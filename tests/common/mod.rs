//! Shared utilities for integration testing.

#![allow(dead_code)]

use std::future::Future;
use std::net::SocketAddr;
use std::sync::Arc;
use std::time::Duration;

use axum::http::StatusCode;
use tokio::io::{AsyncReadExt, AsyncWriteExt};
use tokio::net::{TcpListener, TcpStream};
use tokio::sync::mpsc;

use gateway::config::from_json_str;
use gateway::{HttpServer, Shutdown};

/// A request as the mock backend saw it on the wire.
#[derive(Debug, Clone)]
pub struct ReceivedRequest {
    pub method: String,
    pub target: String,
    pub headers: Vec<(String, String)>,
    pub body: Vec<u8>,
}

impl ReceivedRequest {
    pub fn header_values(&self, name: &str) -> Vec<&str> {
        self.headers
            .iter()
            .filter(|(n, _)| n.eq_ignore_ascii_case(name))
            .map(|(_, v)| v.as_str())
            .collect()
    }
}

/// What the mock backend answers.
#[derive(Debug, Clone)]
pub struct MockResponse {
    pub status: u16,
    pub headers: Vec<(&'static str, String)>,
    pub body: String,
    pub chunked: bool,
}

impl MockResponse {
    pub fn new(status: u16, body: impl Into<String>) -> Self {
        Self {
            status,
            headers: Vec::new(),
            body: body.into(),
            chunked: false,
        }
    }

    pub fn header(mut self, name: &'static str, value: impl Into<String>) -> Self {
        self.headers.push((name, value.into()));
        self
    }

    /// Send the body with `Transfer-Encoding: chunked` instead of `Content-Length`.
    pub fn chunked(mut self) -> Self {
        self.chunked = true;
        self
    }
}

/// Read one HTTP/1.1 request (head plus Content-Length body).
async fn read_request(socket: &mut TcpStream) -> Option<ReceivedRequest> {
    let mut buf = Vec::new();
    let mut chunk = [0u8; 4096];
    let head_end = loop {
        if let Some(pos) = buf.windows(4).position(|w| w == b"\r\n\r\n") {
            break pos + 4;
        }
        let n = socket.read(&mut chunk).await.ok()?;
        if n == 0 {
            return None;
        }
        buf.extend_from_slice(&chunk[..n]);
    };

    let head = String::from_utf8_lossy(&buf[..head_end]).to_string();
    let mut lines = head.split("\r\n");
    let mut request_line = lines.next()?.split(' ');
    let method = request_line.next()?.to_string();
    let target = request_line.next()?.to_string();
    let headers: Vec<(String, String)> = lines
        .filter(|l| !l.is_empty())
        .filter_map(|l| l.split_once(':'))
        .map(|(n, v)| (n.trim().to_string(), v.trim().to_string()))
        .collect();

    let content_length = headers
        .iter()
        .find(|(n, _)| n.eq_ignore_ascii_case("content-length"))
        .and_then(|(_, v)| v.parse::<usize>().ok())
        .unwrap_or(0);

    let mut body = buf[head_end..].to_vec();
    while body.len() < content_length {
        let n = socket.read(&mut chunk).await.ok()?;
        if n == 0 {
            break;
        }
        body.extend_from_slice(&chunk[..n]);
    }

    Some(ReceivedRequest {
        method,
        target,
        headers,
        body,
    })
}

async fn write_response(socket: &mut TcpStream, response: &MockResponse) {
    let reason = StatusCode::from_u16(response.status)
        .ok()
        .and_then(|s| s.canonical_reason())
        .unwrap_or("Unknown");
    let mut out = format!("HTTP/1.1 {} {}\r\n", response.status, reason);
    for (name, value) in &response.headers {
        out.push_str(&format!("{name}: {value}\r\n"));
    }
    if response.chunked {
        out.push_str("Transfer-Encoding: chunked\r\nConnection: close\r\n\r\n");
        if !response.body.is_empty() {
            out.push_str(&format!("{:x}\r\n{}\r\n", response.body.len(), response.body));
        }
        out.push_str("0\r\n\r\n");
    } else {
        out.push_str(&format!(
            "Content-Length: {}\r\nConnection: close\r\n\r\n{}",
            response.body.len(),
            response.body
        ));
    }
    let _ = socket.write_all(out.as_bytes()).await;
    let _ = socket.shutdown().await;
}

/// Start a programmable mock backend on an ephemeral port.
///
/// Every request it receives is also sent on the returned channel.
pub async fn start_programmable_backend<F, Fut>(
    f: F,
) -> (SocketAddr, mpsc::UnboundedReceiver<ReceivedRequest>)
where
    F: Fn(ReceivedRequest) -> Fut + Send + Sync + 'static,
    Fut: Future<Output = MockResponse> + Send + 'static,
{
    let listener = TcpListener::bind("127.0.0.1:0").await.unwrap();
    let addr = listener.local_addr().unwrap();
    let f = Arc::new(f);
    let (tx, rx) = mpsc::unbounded_channel();

    tokio::spawn(async move {
        while let Ok((mut socket, _)) = listener.accept().await {
            let f = f.clone();
            let tx = tx.clone();
            tokio::spawn(async move {
                let Some(request) = read_request(&mut socket).await else {
                    return;
                };
                let _ = tx.send(request.clone());
                let response = f(request).await;
                write_response(&mut socket, &response).await;
            });
        }
    });

    (addr, rx)
}

/// Start a backend that reads one request per connection, then hands the
/// socket to `f` to write the response by hand.
pub async fn start_raw_backend<F, Fut>(f: F) -> SocketAddr
where
    F: Fn(TcpStream) -> Fut + Send + Sync + 'static,
    Fut: Future<Output = ()> + Send + 'static,
{
    let listener = TcpListener::bind("127.0.0.1:0").await.unwrap();
    let addr = listener.local_addr().unwrap();
    let f = Arc::new(f);

    tokio::spawn(async move {
        while let Ok((mut socket, _)) = listener.accept().await {
            let f = f.clone();
            tokio::spawn(async move {
                if read_request(&mut socket).await.is_some() {
                    f(socket).await;
                }
            });
        }
    });

    addr
}

/// Start a mock backend that always answers `status` with `body`.
pub async fn start_mock_backend(status: u16, body: &'static str) -> SocketAddr {
    let (addr, _rx) =
        start_programmable_backend(move |_| async move { MockResponse::new(status, body) }).await;
    addr
}

/// Start a mock backend that waits `delay` before answering 200.
pub async fn start_slow_backend(delay: Duration) -> SocketAddr {
    let (addr, _rx) = start_programmable_backend(move |_| async move {
        tokio::time::sleep(delay).await;
        MockResponse::new(200, "slow")
    })
    .await;
    addr
}

/// An address nothing is listening on.
pub async fn unused_addr() -> SocketAddr {
    let listener = TcpListener::bind("127.0.0.1:0").await.unwrap();
    let addr = listener.local_addr().unwrap();
    drop(listener);
    addr
}

/// A running gateway; shuts down when dropped.
pub struct TestGateway {
    pub addr: SocketAddr,
    shutdown: Shutdown,
}

impl TestGateway {
    pub fn url(&self, path: &str) -> String {
        format!("http://{}{}", self.addr, path)
    }
}

impl Drop for TestGateway {
    fn drop(&mut self) {
        self.shutdown.trigger();
    }
}

/// Build a gateway from a JSON config and serve it on an ephemeral port.
pub async fn start_gateway(config_json: &str) -> TestGateway {
    let mut config = from_json_str(config_json).unwrap();
    config.listener.bind_address = "127.0.0.1:0".to_string();
    config.timeouts.shutdown_grace_secs = 1;
    let root = config.build_router().unwrap();

    let listener = TcpListener::bind(&config.listener.bind_address)
        .await
        .unwrap();
    let addr = listener.local_addr().unwrap();

    let shutdown = Shutdown::new();
    let server = HttpServer::new(config, root);
    tokio::spawn(server.run(listener, shutdown.clone()));

    // Subscription happens on first poll of the server future.
    tokio::task::yield_now().await;

    TestGateway { addr, shutdown }
}

/// A reqwest client that neither follows redirects nor pools connections.
pub fn client() -> reqwest::Client {
    reqwest::Client::builder()
        .redirect(reqwest::redirect::Policy::none())
        .pool_max_idle_per_host(0)
        .build()
        .unwrap()
}
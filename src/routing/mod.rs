//! Routing subsystem.
//!
//! # Data Flow
//! ```text
//! Incoming Request
//!     → path_router.rs (pattern table)
//!         → mux.rs (exact / longest subtree / host-qualified resolution)
//!         → bound handler, 301 redirect, or 404
//!     → predicate_router.rs (ordered predicate list)
//!         → predicate.rs (method, path template, header, query; ANDed)
//!         → first matching handler, or nothing written
//! ```
//!
//! # Design Decisions
//! - Routers are handlers themselves, so the transport sees one root handler
//! - Route tables are built at startup and immutable at runtime
//! - No regex in the hot path (segment and prefix comparison only)

pub mod mux;
pub mod path_router;
pub mod predicate;
pub mod predicate_router;

pub use path_router::PathRouter;
pub use predicate::{
    HeaderPredicate, MethodPredicate, PathPredicate, Predicate, QueryPredicate, RequestPredicate,
};
pub use predicate_router::PredicateRouter;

## Task brief
Among the records above, which lines hold the word "tokio"? Copy each one.

## Task response
use tokio::io::{AsyncReadExt, AsyncWriteExt};
use tokio::net::{TcpListener, TcpStream};
use tokio::sync::mpsc;
    tokio::spawn(async move {
            tokio::spawn(async move {
    tokio::spawn(async move {
            tokio::spawn(async move {
        tokio::time::sleep(delay).await;
    tokio::spawn(server.run(listener, shutdown.clone()));
    tokio::task::yield_now().await;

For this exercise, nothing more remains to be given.